--- PROMPT ---
Where a line of the entries below includes the string "write", count it. Give only the resulting number.

[Items from a dataset]
//! Policy Gate (C4).
//!
//! Builds a policy input from the execution input and ambient context,
//! optionally enriches it with vector-similarity context under a hard 5ms
//! deadline, then evaluates via the injected policy engine.

use crate::clients::{EmbeddingService, PolicyEngine, VectorStore};
use crate::error::AgentCoreError;
use crate::metrics::MetricsSink;
use crate::types::{
    AgentExecutionInput, ContextValue, PolicyDecision, PolicyInput, PolicyMode, SimilarQuery,
};
use parking_lot::RwLock;
use std::sync::Arc;
use std::time::Duration;

const VECTOR_ENRICHMENT_DEADLINE: Duration = Duration::from_millis(5);
const SIMILAR_QUERY_LIMIT: usize = 5;
const EMBEDDING_MODEL: &str = "default";
const SIMILARITY_THRESHOLD: f32 = 0.0;

/// Outcome of a policy gate evaluation, already translated into the
/// pipeline-facing disposition described in §4.3/§7.
pub enum GateOutcome {
    /// Continue execution normally.
    Proceed,
    /// Enforce-mode denial: the pipeline must stop and return this result
    /// as a *successful* activity invocation (no error to the runtime).
    Denied { reason: String },
    /// Dry-run denial: continue, but the caller should emit the
    /// `dry_run_would_deny` metric (already done here).
    WouldDenyContinue,
    /// Approval required: continue is the workflow's call; the pipeline
    /// returns success=false with this reason.
    ApprovalRequired { reason: String },
}

/// Process-wide singleton access to the policy engine: reads take the
/// engine read lock, re-init takes the write lock and swaps the engine
/// atomically. Callers share one `PolicyGate` behind an `Arc`.
pub struct PolicyGate {
    engine: Arc<RwLock<Arc<dyn PolicyEngine>>>,
    embedding: Option<Arc<dyn EmbeddingService>>,
    vector_store: Option<Arc<dyn VectorStore>>,
    metrics: Arc<dyn MetricsSink>,
    default_environment: Option<String>,
}

impl PolicyGate {
    pub fn new(engine: Arc<dyn PolicyEngine>, metrics: Arc<dyn MetricsSink>) -> Self {
        Self {
            engine: Arc::new(RwLock::new(engine)),
            embedding: None,
            vector_store: None,
            metrics,
            default_environment: None,
        }
    }

    /// Atomically swap in a new policy engine. Takes the write lock only
    /// for the duration of the swap; in-flight `evaluate` calls already
    /// holding the read lock finish against the old engine.
    pub fn reinit(&self, engine: Arc<dyn PolicyEngine>) {
        *self.engine.write() = engine;
    }

    pub fn with_vector_enrichment(
        mut self,
        embedding: Arc<dyn EmbeddingService>,
        vector_store: Arc<dyn VectorStore>,
    ) -> Self {
        self.embedding = Some(embedding);
        self.vector_store = Some(vector_store);
        self
    }

    pub fn with_default_environment(mut self, env: impl Into<String>) -> Self {
        self.default_environment = Some(env.into());
        self
    }

    fn resolve_environment(&self) -> String {
        self.default_environment
            .clone()
            .or_else(|| std::env::var("ENVIRONMENT").ok())
            .unwrap_or_else(|| "dev".to_string())
    }

    fn build_policy_input(&self, input: &AgentExecutionInput, timestamp: i64) -> PolicyInput {
        let user_id = input
            .context
            .get("user_id")
            .and_then(ContextValue::as_str)
            .map(str::to_string);
        let complexity = input.context.get("complexity").and_then(ContextValue::as_f64);
        let token_budget = input.context.get("token_budget").and_then(ContextValue::as_i64);

        PolicyInput {
            session_id: input.session_id.clone(),
            agent_id: input.agent_id.clone(),
            user_id,
            query: input.query.clone(),
            mode: input.mode,
            environment: self.resolve_environment(),
            timestamp,
            complexity,
            token_budget,
            similar_queries: None,
            context_score: None,
        }
    }

    /// Best-effort: generate a query embedding and fetch similar prior
    /// queries, bounded by a hard 5ms wall-clock deadline. A timeout or any
    /// failure silently produces an enrichment-less input.
    async fn enrich_with_vector_context(&self, mut policy_input: PolicyInput, session_id: &str) -> PolicyInput {
        let (Some(embedding), Some(store)) = (&self.embedding, &self.vector_store) else {
            return policy_input;
        };

        let query = policy_input.query.clone();
        let embedding = embedding.clone();
        let store = store.clone();
        let session_id = session_id.to_string();

        let enrich = async move {
            let vec = embedding.generate_embedding(&query, EMBEDDING_MODEL).await.ok()?;
            if vec.is_empty() {
                return None;
            }
            let items = store
                .get_session_context_semantic(
                    &vec,
                    &session_id,
                    &session_id,
                    SIMILAR_QUERY_LIMIT,
                    SIMILARITY_THRESHOLD,
                )
                .await
                .ok()?;
            Some(items)
        };

        match tokio::time::timeout(VECTOR_ENRICHMENT_DEADLINE, enrich).await {
            Ok(Some(items)) if !items.is_empty() => {
                let max_confidence = items.iter().map(|i| i.score).fold(f32::MIN, f32::max);
                policy_input.similar_queries = Some(
                    items
                        .iter()
                        .map(|i| SimilarQuery {
                            query: i
                                .payload
                                .get("query")
                                .and_then(|v| v.as_str())
                                .unwrap_or_default()
                                .to_string(),
                            confidence: i.score,
                        })
                        .collect(),
                );
                policy_input.context_score = Some(max_confidence);
            }
            Ok(_) => {}
            Err(_) => {
                log::debug!("policy: vector enrichment exceeded 5ms deadline, proceeding without it");
            }
        }

        policy_input
    }

    /// Evaluate the policy gate for one execution input. `now_unix_ms` is
    /// passed in (rather than read from the clock) to keep callers in
    /// control of the timestamp used for the policy input.
    pub async fn evaluate(
        &self,
        input: &AgentExecutionInput,
        now_unix_ms: i64,
    ) -> Result<GateOutcome, AgentCoreError> {
        let policy_input = self.build_policy_input(input, now_unix_ms);
        let policy_input = self.enrich_with_vector_context(policy_input, &input.session_id).await;

        // Clone the Arc under the read lock rather than holding it across
        // the `.await` below — the engine itself is swapped, not mutated.
        let engine = self.engine.read().clone();

        let decision: PolicyDecision = engine
            .evaluate(policy_input)
            .await
            .map_err(|e| AgentCoreError::PolicyEvaluation { reason: e.to_string() })?;

        if decision.require_approval {
            return Ok(GateOutcome::ApprovalRequired { reason: decision.reason });
        }

        if !decision.allow {
            return match engine.mode() {
                PolicyMode::Enforce => Ok(GateOutcome::Denied { reason: decision.reason }),
                PolicyMode::DryRun => {
                    self.metrics.increment(
                        "dry_run_would_deny",
                        &[("activity", "agent_execution"), ("reason", &decision.reason)],
                    );
                    Ok(GateOutcome::WouldDenyContinue)
                }
            };
        }

        Ok(GateOutcome::Proceed)
    }
}

#[cfg(test)]
mod tests {
    use super::*;
    use crate::metrics::RecordingMetrics;
    use crate::test_support::{FakeEmbeddingService, FakePolicyEngine, FakeVectorStore};
    use crate::types::ExecutionMode;

    fn sample_input() -> AgentExecutionInput {
        AgentExecutionInput {
            query: "what is the weather".into(),
            agent_id: "agent-1".into(),
            mode: ExecutionMode::Simple,
            session_id: "sess-1".into(),
            parent_workflow_id: None,
            conversation_history: vec![],
            persona_id: None,
            suggested_tools: vec![],
            tool_parameters: None,
            context: Default::default(),
            model_override: None,
            provider_override: None,
        }
    }

    #[tokio::test]
    async fn allow_decision_proceeds() {
        let engine = Arc::new(FakePolicyEngine::default());
        let gate = PolicyGate::new(engine, crate::metrics::noop());
        let outcome = gate.evaluate(&sample_input(), 0).await.unwrap();
        assert!(matches!(outcome, GateOutcome::Proceed));
    }

    #[tokio::test]
    async fn enforce_mode_denial_does_not_error() {
        let engine = Arc::new(FakePolicyEngine {
            decision: PolicyDecision {
                allow: false,
                reason: "quota".into(),
                require_approval: false,
            },
            mode: PolicyMode::Enforce,
            fail: false,
        });
        let gate = PolicyGate::new(engine, crate::metrics::noop());
        let outcome = gate.evaluate(&sample_input(), 0).await.unwrap();
        assert!(matches!(outcome, GateOutcome::Denied { reason } if reason == "quota"));
    }

    #[tokio::test]
    async fn dry_run_denial_continues_and_emits_metric() {
        let engine = Arc::new(FakePolicyEngine {
            decision: PolicyDecision {
                allow: false,
                reason: "quota".into(),
                require_approval: false,
            },
            mode: PolicyMode::DryRun,
            fail: false,
        });
        let metrics = Arc::new(RecordingMetrics::default());
        let gate = PolicyGate::new(engine, metrics.clone());
        let outcome = gate.evaluate(&sample_input(), 0).await.unwrap();
        assert!(matches!(outcome, GateOutcome::WouldDenyContinue));
        assert_eq!(
            metrics.count("dry_run_would_deny", &[("activity", "agent_execution"), ("reason", "quota")]),
            1
        );
    }

    #[tokio::test]
    async fn evaluation_error_propagates() {
        let engine = Arc::new(FakePolicyEngine {
            fail: true,
            ..FakePolicyEngine::default()
        });
        let gate = PolicyGate::new(engine, crate::metrics::noop());
        let result = gate.evaluate(&sample_input(), 0).await;
        assert!(result.is_err());
    }

    #[tokio::test]
    async fn vector_enrichment_populates_similar_queries() {
        let engine = Arc::new(FakePolicyEngine::default());
        let embedding = Arc::new(FakeEmbeddingService::default());
        let store = Arc::new(FakeVectorStore::default());
        store.items.lock().push(crate::clients::SemanticItem {
            score: 0.9,
            vector: None,
            payload: serde_json::json!({"query": "similar past query"}),
        });
        let gate = PolicyGate::new(engine, crate::metrics::noop())
            .with_vector_enrichment(embedding, store);
        // Evaluate does not expose the enriched PolicyInput directly, but it
        // must still complete (and not error) within the deadline.
        let outcome = gate.evaluate(&sample_input(), 0).await.unwrap();
        assert!(matches!(outcome, GateOutcome::Proceed));
    }

    #[tokio::test]
    async fn reinit_atomically_swaps_the_engine() {
        let gate = PolicyGate::new(Arc::new(FakePolicyEngine::default()), crate::metrics::noop());
        let outcome = gate.evaluate(&sample_input(), 0).await.unwrap();
        assert!(matches!(outcome, GateOutcome::Proceed));

        gate.reinit(Arc::new(FakePolicyEngine {
            decision: PolicyDecision {
                allow: false,
                reason: "reinitialized".into(),
                require_approval: false,
            },
            mode: PolicyMode::Enforce,
            fail: false,
        }));
        let outcome = gate.evaluate(&sample_input(), 0).await.unwrap();
        assert!(matches!(outcome, GateOutcome::Denied { reason } if reason == "reinitialized"));
    }

    #[tokio::test]
    async fn require_approval_surfaces_as_its_own_outcome() {
        let engine = Arc::new(FakePolicyEngine {
            decision: PolicyDecision {
                allow: true,
                reason: "complex task".into(),
                require_approval: true,
            },
            mode: PolicyMode::Enforce,
            fail: false,
        });
        let gate = PolicyGate::new(engine, crate::metrics::noop());
        let outcome = gate.evaluate(&sample_input(), 0).await.unwrap();
        assert!(matches!(outcome, GateOutcome::ApprovalRequired { .. }));
    }
}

--- REPLY ---
3